===== Data section

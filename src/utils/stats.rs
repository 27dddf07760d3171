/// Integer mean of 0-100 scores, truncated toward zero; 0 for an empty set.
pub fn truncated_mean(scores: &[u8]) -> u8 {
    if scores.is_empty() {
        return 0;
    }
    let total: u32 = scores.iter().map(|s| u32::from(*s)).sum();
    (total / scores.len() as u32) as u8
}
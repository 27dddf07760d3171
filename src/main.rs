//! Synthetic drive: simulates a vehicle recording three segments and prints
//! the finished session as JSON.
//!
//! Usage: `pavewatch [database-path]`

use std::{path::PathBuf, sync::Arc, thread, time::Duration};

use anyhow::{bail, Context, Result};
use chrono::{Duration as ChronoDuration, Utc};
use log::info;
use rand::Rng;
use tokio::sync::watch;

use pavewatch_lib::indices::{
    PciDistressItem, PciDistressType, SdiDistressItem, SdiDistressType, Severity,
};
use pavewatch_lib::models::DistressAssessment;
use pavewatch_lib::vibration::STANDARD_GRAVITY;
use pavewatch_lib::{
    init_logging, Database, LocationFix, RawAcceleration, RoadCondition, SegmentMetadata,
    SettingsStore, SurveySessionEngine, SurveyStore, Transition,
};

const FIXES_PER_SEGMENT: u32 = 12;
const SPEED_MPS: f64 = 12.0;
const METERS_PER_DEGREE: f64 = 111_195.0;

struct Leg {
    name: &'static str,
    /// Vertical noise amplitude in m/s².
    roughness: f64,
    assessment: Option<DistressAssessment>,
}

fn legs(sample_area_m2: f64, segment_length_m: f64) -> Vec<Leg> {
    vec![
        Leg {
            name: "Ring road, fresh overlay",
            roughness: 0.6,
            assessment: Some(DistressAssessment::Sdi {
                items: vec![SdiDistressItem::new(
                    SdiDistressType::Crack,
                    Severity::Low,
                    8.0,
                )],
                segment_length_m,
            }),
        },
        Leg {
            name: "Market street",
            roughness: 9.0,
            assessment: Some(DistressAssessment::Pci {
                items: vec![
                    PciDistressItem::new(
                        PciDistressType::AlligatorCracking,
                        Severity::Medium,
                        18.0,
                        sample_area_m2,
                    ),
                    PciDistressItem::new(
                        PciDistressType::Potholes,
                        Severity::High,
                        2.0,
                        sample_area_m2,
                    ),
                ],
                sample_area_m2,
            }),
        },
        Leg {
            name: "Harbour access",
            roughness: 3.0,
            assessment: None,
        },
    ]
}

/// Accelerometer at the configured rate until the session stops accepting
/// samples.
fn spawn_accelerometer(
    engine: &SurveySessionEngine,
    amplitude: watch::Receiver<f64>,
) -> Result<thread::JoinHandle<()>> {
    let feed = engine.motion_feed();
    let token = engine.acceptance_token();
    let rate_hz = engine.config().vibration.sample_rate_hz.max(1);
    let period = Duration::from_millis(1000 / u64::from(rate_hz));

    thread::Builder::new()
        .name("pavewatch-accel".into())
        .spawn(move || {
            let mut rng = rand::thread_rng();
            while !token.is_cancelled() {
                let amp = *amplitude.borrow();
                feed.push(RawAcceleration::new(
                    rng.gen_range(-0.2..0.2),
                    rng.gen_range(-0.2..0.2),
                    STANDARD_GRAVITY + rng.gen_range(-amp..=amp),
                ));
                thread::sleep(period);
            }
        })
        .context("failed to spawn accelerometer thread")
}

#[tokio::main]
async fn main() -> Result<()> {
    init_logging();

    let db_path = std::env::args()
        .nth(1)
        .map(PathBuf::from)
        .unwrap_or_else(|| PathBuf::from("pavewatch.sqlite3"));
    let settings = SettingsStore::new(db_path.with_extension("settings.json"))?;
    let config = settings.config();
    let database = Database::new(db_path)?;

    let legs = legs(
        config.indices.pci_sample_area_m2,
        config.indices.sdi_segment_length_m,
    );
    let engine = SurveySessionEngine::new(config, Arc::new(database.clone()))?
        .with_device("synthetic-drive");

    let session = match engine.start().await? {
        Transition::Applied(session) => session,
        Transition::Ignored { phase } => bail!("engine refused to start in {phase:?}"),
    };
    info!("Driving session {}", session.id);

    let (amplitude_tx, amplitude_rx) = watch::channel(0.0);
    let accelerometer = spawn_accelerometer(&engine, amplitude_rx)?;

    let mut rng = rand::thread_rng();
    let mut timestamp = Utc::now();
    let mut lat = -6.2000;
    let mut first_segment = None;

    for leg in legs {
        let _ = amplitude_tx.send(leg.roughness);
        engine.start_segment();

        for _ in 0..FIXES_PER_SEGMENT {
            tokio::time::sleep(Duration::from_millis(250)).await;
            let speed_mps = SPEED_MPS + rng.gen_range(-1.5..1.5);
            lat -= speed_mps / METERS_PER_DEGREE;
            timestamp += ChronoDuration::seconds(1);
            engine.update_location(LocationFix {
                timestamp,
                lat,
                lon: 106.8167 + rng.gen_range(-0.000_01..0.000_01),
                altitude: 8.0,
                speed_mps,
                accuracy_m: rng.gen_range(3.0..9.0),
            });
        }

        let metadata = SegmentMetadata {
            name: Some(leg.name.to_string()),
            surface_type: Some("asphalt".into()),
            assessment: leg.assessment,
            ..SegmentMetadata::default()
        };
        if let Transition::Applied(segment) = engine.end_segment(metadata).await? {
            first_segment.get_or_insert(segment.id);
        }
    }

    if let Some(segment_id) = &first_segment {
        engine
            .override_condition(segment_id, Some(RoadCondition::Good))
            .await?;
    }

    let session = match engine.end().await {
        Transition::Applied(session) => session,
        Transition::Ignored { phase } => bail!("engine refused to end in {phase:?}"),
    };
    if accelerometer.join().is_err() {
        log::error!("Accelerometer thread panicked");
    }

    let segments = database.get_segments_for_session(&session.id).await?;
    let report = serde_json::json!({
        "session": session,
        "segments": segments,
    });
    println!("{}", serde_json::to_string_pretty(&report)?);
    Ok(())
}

==========

### Requirement
Lines in the records that hold "into" should be tallied, with the total given on its own.

### Task answer
2